Went looking for audio samples, here's some from one of the researchers:

http://www.zhizheng.org/demo/is15_mte/demo.html http://www.zhizheng.org/demo/dnn_tts/demo.html

raverbashing · on Jan 18, 2016

Also here http://homepages.inf.ed.ac.uk/zwu2/demo/icassp16/lstm.html

sawwit · on Jan 18, 2016

I thought this would be about text-to-speech applications, while this seems more like an encoder-decoder problem (make the network learn a pattern and then let it reproduce it). I'm wondering how long it is until we see working TTS based on LSTM RNNs.

ghayes · on Jan 18, 2016

Yeah, can someone explain the exact problem of "statistical parametric speech synthesis," since I can't find a general overview of the problem itself.

amelius · on Jan 18, 2016

I'm a newbie to all this, but I can imagine it could be useful for speech compression.

nicklo · on Jan 18, 2016

This paper focuses on statistical parametric speech synthesis (SPSS). SPSS is only 1/2 of the text to speech problem.

SPSS is the problem of going from linguistic features, phenomes, etc, to speech audio. These features are more or less golden, either derived from the audio itself or hand-labeled. So things like tonality, cadence, emphasis on words is already encoded as features which is why these samples sound so good.

Deriving these features from pure text is very hard, and this failing is the main reason most text to speech systems sound so dull and tone-dead.

That being said, these results are seriously impressive, sounding very natural. Would love to see someone try and train an end-to-end system from pure text to speech. I think we'd see some big improvements like what Baidu has done for end-to-end speech to text.

mempko · on Jan 18, 2016

The most interesting part of this paper is their simpler RNN structure than LSTM.

Moshe_Silnorin · on Jan 18, 2016

Slightly unrelated question, has there been any effort into hardware acceleration of such networks? How amenable are modern machine learning algorithms to hardware acceleration?

michael_h · on Jan 18, 2016

The GPU is pretty well optimized for the sort of operations an RNN needs.

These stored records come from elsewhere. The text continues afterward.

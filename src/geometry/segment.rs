// SPDX-License-Identifier: MIT
//
// Copyright (c) 2025 Alexandre Severino
//
// Permission is hereby granted, free of charge, to any person obtaining a copy
// of this software and associated documentation files (the "Software"), to deal
// in the Software without restriction, including without limitation the rights
// to use, copy, modify, merge, publish, distribute, sublicense, and/or sell
// copies of the Software, and to permit persons to whom the Software is
// furnished to do so, subject to the following conditions:
//
// The above copyright notice and this permission notice shall be included in
// all copies or substantial portions of the Software.
//
// THE SOFTWARE IS PROVIDED "AS IS", WITHOUT WARRANTY OF ANY KIND, EXPRESS OR
// IMPLIED, INCLUDING BUT NOT LIMITED TO THE WARRANTIES OF MERCHANTABILITY,
// FITNESS FOR A PARTICULAR PURPOSE AND NONINFRINGEMENT. IN NO EVENT SHALL THE
// AUTHORS OR COPYRIGHT HOLDERS BE LIABLE FOR ANY CLAIM, DAMAGES OR OTHER
// LIABILITY, WHETHER IN AN ACTION OF CONTRACT, TORT OR OTHERWISE, ARISING FROM,
// OUT OF OR IN CONNECTION WITH THE SOFTWARE OR THE USE OR OTHER DEALINGS IN THE
// SOFTWARE.

use crate::{geometry::point::Point3, numeric::scalar::Scalar};

#[derive(Debug, Clone, PartialEq)]
pub struct Segment3<T: Scalar> {
    pub a: Point3<T>,
    pub b: Point3<T>,
}

impl<T: Scalar> Segment3<T> {
    pub fn new(a: &Point3<T>, b: &Point3<T>) -> Self {
        Self {
            a: a.clone(),
            b: b.clone(),
        }
    }
}
// SPDX-License-Identifier: MIT
//
// Copyright (c) 2025 Alexandre Severino
//
// Permission is hereby granted, free of charge, to any person obtaining a copy
// of this software and associated documentation files (the "Software"), to deal
// in the Software without restriction, including without limitation the rights
// to use, copy, modify, merge, publish, distribute, sublicense, and/or sell
// copies of the Software, and to permit persons to whom the Software is
// furnished to do so, subject to the following conditions:
//
// The above copyright notice and this permission notice shall be included in
// all copies or substantial portions of the Software.
//
// THE SOFTWARE IS PROVIDED "AS IS", WITHOUT WARRANTY OF ANY KIND, EXPRESS OR
// IMPLIED, INCLUDING BUT NOT LIMITED TO THE WARRANTIES OF MERCHANTABILITY,
// FITNESS FOR A PARTICULAR PURPOSE AND NONINFRINGEMENT. IN NO EVENT SHALL THE
// AUTHORS OR COPYRIGHT HOLDERS BE LIABLE FOR ANY CLAIM, DAMAGES OR OTHER
// LIABILITY, WHETHER IN AN ACTION OF CONTRACT, TORT OR OTHERWISE, ARISING FROM,
// OUT OF OR IN CONNECTION WITH THE SOFTWARE OR THE USE OR OTHER DEALINGS IN THE
// SOFTWARE.

//! Self-intersection detection for triangulated surface meshes.
//!
//! Facet bounding boxes are paired by a recursive box-intersection broad
//! phase; each candidate pair is classified by adjacency and confirmed with
//! orientation-based predicates evaluated in the chosen [`Kernel3`].
//!
//! ```
//! use selfx::{F64Kernel, Mesh, Point3, is_self_intersecting};
//!
//! let mesh = Mesh::from_triangles(
//!     vec![
//!         Point3::new(0.0, 0.0, 0.0),
//!         Point3::new(1.0, 0.0, 0.0),
//!         Point3::new(1.0, 1.0, 0.0),
//!         Point3::new(0.0, 1.0, 0.0),
//!     ],
//!     &[[0, 1, 2], [0, 2, 3]],
//! )
//! .unwrap();
//! assert!(!is_self_intersecting::<F64Kernel, _>(&mesh));
//! ```

pub mod error;
pub mod geometry;
pub mod kernel;
pub mod mesh;
pub mod numeric;
pub mod self_intersection;

pub use error::{MeshError, MeshResult};
pub use geometry::{Aabb, Point3, Segment3, Triangle3};
pub use kernel::{BigRationalKernel, F64Kernel, Kernel3};
pub use mesh::{Mesh, PolyhedralSurface};
pub use numeric::{ExactRational, Scalar, Sign};
pub use self_intersection::{
    Adjacency, CollectingSink, FacetIntersection, IntersectionSink, ScanStats,
    SelfIntersectionParams, StopAtFirst, find_self_intersections, find_self_intersections_with,
    is_self_intersecting, is_self_intersecting_with, par_self_intersect, self_intersect,
    self_intersecting_facets,
};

There were a few efforts to make actual silicon neurons, plus the whole nueromorphic movement, but they were generally less than what people were expecting, slow, and difficult to interface with.

gcr · on Jan 18, 2016

I've seen some work that attempts to recreate the "spiky" neural networks (e.g. neurons that fire when their inputs pass a threshold), intended to mimic the biochemistry of real neurons.

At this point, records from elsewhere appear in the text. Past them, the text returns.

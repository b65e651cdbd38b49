// SPDX-License-Identifier: MIT
//
// Copyright (c) 2025 Alexandre Severino
//
// Permission is hereby granted, free of charge, to any person obtaining a copy
// of this software and associated documentation files (the "Software"), to deal
// in the Software without restriction, including without limitation the rights
// to use, copy, modify, merge, publish, distribute, sublicense, and/or sell
// copies of the Software, and to permit persons to whom the Software is
// furnished to do so, subject to the following conditions:
//
// The above copyright notice and this permission notice shall be included in
// all copies or substantial portions of the Software.
//
// THE SOFTWARE IS PROVIDED "AS IS", WITHOUT WARRANTY OF ANY KIND, EXPRESS OR
// IMPLIED, INCLUDING BUT NOT LIMITED TO THE WARRANTIES OF MERCHANTABILITY,
// FITNESS FOR A PARTICULAR PURPOSE AND NONINFRINGEMENT. IN NO EVENT SHALL THE
// AUTHORS OR COPYRIGHT HOLDERS BE LIABLE FOR ANY CLAIM, DAMAGES OR OTHER
// LIABILITY, WHETHER IN AN ACTION OF CONTRACT, TORT OR OTHERWISE, ARISING FROM,
// OUT OF OR IN CONNECTION WITH THE SOFTWARE OR THE USE OR OTHER DEALINGS IN THE
// SOFTWARE.

pub mod exact_rational;
pub mod scalar;

pub use exact_rational::ExactRational;
pub use scalar::{Scalar, Sign};
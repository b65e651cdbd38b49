// SPDX-License-Identifier: MIT
//
// Copyright (c) 2025 Alexandre Severino
//
// Permission is hereby granted, free of charge, to any person obtaining a copy
// of this software and associated documentation files (the "Software"), to deal
// in the Software without restriction, including without limitation the rights
// to use, copy, modify, merge, publish, distribute, sublicense, and/or sell
// copies of the Software, and to permit persons to whom the Software is
// furnished to do so, subject to the following conditions:
//
// The above copyright notice and this permission notice shall be included in
// all copies or substantial portions of the Software.
//
// THE SOFTWARE IS PROVIDED "AS IS", WITHOUT WARRANTY OF ANY KIND, EXPRESS OR
// IMPLIED, INCLUDING BUT NOT LIMITED TO THE WARRANTIES OF MERCHANTABILITY,
// FITNESS FOR A PARTICULAR PURPOSE AND NONINFRINGEMENT. IN NO EVENT SHALL THE
// AUTHORS OR COPYRIGHT HOLDERS BE LIABLE FOR ANY CLAIM, DAMAGES OR OTHER
// LIABILITY, WHETHER IN AN ACTION OF CONTRACT, TORT OR OTHERWISE, ARISING FROM,
// OUT OF OR IN CONNECTION WITH THE SOFTWARE OR THE USE OR OTHER DEALINGS IN THE
// SOFTWARE.

use smallvec::SmallVec;

use crate::{
    geometry::triangle::Triangle3,
    mesh::core::Mesh,
    numeric::scalar::Scalar,
};

impl<T: Scalar> Mesh<T> {
    pub fn target(&self, he: usize) -> usize {
        self.half_edges[he].vertex
    }

    /// Returns the indices of the half-edges bounding face `f`,
    /// in CCW order.
    pub fn face_half_edges(&self, f: usize) -> SmallVec<[usize; 3]> {
        let mut result = SmallVec::new();
        let start = self.faces[f].half_edge;
        let mut h = start;
        loop {
            result.push(h);
            h = self.half_edges[h].next;

            if h == start {
                break;
            }
        }
        result
    }

    /// Vertex loop of face `f`, starting at the head of its representative half-edge.
    pub fn face_vertices(&self, f: usize) -> SmallVec<[usize; 3]> {
        self.face_half_edges(f)
            .iter()
            .map(|&h| self.target(h))
            .collect()
    }

    pub fn face_degree(&self, f: usize) -> usize {
        self.face_half_edges(f).len()
    }

    pub fn is_pure_triangle(&self) -> bool {
        (0..self.faces.len()).all(|f| self.face_degree(f) == 3)
    }

    /// Face across each edge of `f`, in ring order; `None` on the boundary.
    pub fn faces_around_face(&self, f: usize) -> SmallVec<[Option<usize>; 3]> {
        self.face_half_edges(f)
            .iter()
            .map(|&h| self.half_edges[self.half_edges[h].twin].face)
            .collect()
    }

    pub fn are_faces_adjacent(&self, f1: usize, f2: usize) -> bool {
        self.faces_around_face(f1).contains(&Some(f2))
    }

    /// Geometry of triangular face `f`. Panics if `f` is not a triangle.
    pub fn face_triangle(&self, f: usize) -> Triangle3<T> {
        let vs = self.face_vertices(f);
        assert_eq!(vs.len(), 3, "face {} is not a triangle", f);
        Triangle3::new(
            &self.vertices[vs[0]].position,
            &self.vertices[vs[1]].position,
            &self.vertices[vs[2]].position,
        )
    }
}
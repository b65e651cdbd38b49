// SPDX-License-Identifier: MIT
//
// Copyright (c) 2025 Alexandre Severino
//
// Permission is hereby granted, free of charge, to any person obtaining a copy
// of this software and associated documentation files (the "Software"), to deal
// in the Software without restriction, including without limitation the rights
// to use, copy, modify, merge, publish, distribute, sublicense, and/or sell
// copies of the Software, and to permit persons to whom the Software is
// furnished to do so, subject to the following conditions:
//
// The above copyright notice and this permission notice shall be included in
// all copies or substantial portions of the Software.
//
// THE SOFTWARE IS PROVIDED "AS IS", WITHOUT WARRANTY OF ANY KIND, EXPRESS OR
// IMPLIED, INCLUDING BUT NOT LIMITED TO THE WARRANTIES OF MERCHANTABILITY,
// FITNESS FOR A PARTICULAR PURPOSE AND NONINFRINGEMENT. IN NO EVENT SHALL THE
// AUTHORS OR COPYRIGHT HOLDERS BE LIABLE FOR ANY CLAIM, DAMAGES OR OTHER
// LIABILITY, WHETHER IN AN ACTION OF CONTRACT, TORT OR OTHERWISE, ARISING FROM,
// OUT OF OR IN CONNECTION WITH THE SOFTWARE OR THE USE OR OTHER DEALINGS IN THE
// SOFTWARE.

use tracing::trace;

use crate::mesh::surface::PolyhedralSurface;

/// Topological relation between two distinct facets.
#[derive(Debug, Clone, Copy, PartialEq, Eq)]
pub enum Adjacency<H, V> {
    /// One facet lies across an edge of the other.
    SharedEdge,
    /// The facets meet at `vertex`. `first` and `second` are the half-edges
    /// of each facet pointing at it, so the edge opposite the vertex runs
    /// from `next(h)` to `next(next(h))`.
    SharedVertex { vertex: V, first: H, second: H },
    Disjoint,
}

/// Classify the pair `(f1, f2)` of triangular facets.
///
/// Facets touching in two or three vertices without an edge link (only
/// possible on non-manifold or degenerate input) are reported as
/// [`Adjacency::SharedVertex`] at the first matching vertex.
pub fn classify<M: PolyhedralSurface>(
    mesh: &M,
    f1: M::Facet,
    f2: M::Facet,
) -> Adjacency<M::Halfedge, M::Vertex> {
    let h0 = mesh.facet_halfedge(f1);
    let h = [h0, mesh.next(h0), mesh.next(mesh.next(h0))];

    if h.iter().any(|&e| mesh.opposite_facet(e) == Some(f2)) {
        return Adjacency::SharedEdge;
    }

    let g0 = mesh.facet_halfedge(f2);
    let g = [g0, mesh.next(g0), mesh.next(mesh.next(g0))];

    let mut shared = None;
    let mut matches = 0;
    for &hi in &h {
        let v = mesh.target(hi);
        for &gj in &g {
            if mesh.target(gj) == v {
                matches += 1;
                shared.get_or_insert((v, hi, gj));
            }
        }
    }

    match shared {
        Some((vertex, first, second)) => {
            if matches > 1 {
                trace!(
                    ?f1,
                    ?f2,
                    matches,
                    "facets share several vertices but no edge, testing at the first"
                );
            }
            Adjacency::SharedVertex {
                vertex,
                first,
                second,
            }
        }
        None => Adjacency::Disjoint,
    }
}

That work seems to spin their contribution as reducing the power required to evaluate the neural network though. If I recall correctly, the accuracy of those models for everyday tasks is typically much much lower than usual ANNs, and they're a pain to train. So, still not very common.

michael_h · on Jan 19, 2016

That is exactly what I made circa 2008. I used the izhekevich model for spiking. It was certainly faster on the GPU (2000x), but, yeah, getting the network to converge on anything was terrible. Debugging it was fun/awful though.

1:"Hey, do you see the first squiggle with the two fuzzes after."

2:"Next to Beaker's eyebrows?"

The low power work seems to have been aiming to be a rough filter, rather than a full system. Still fun to use.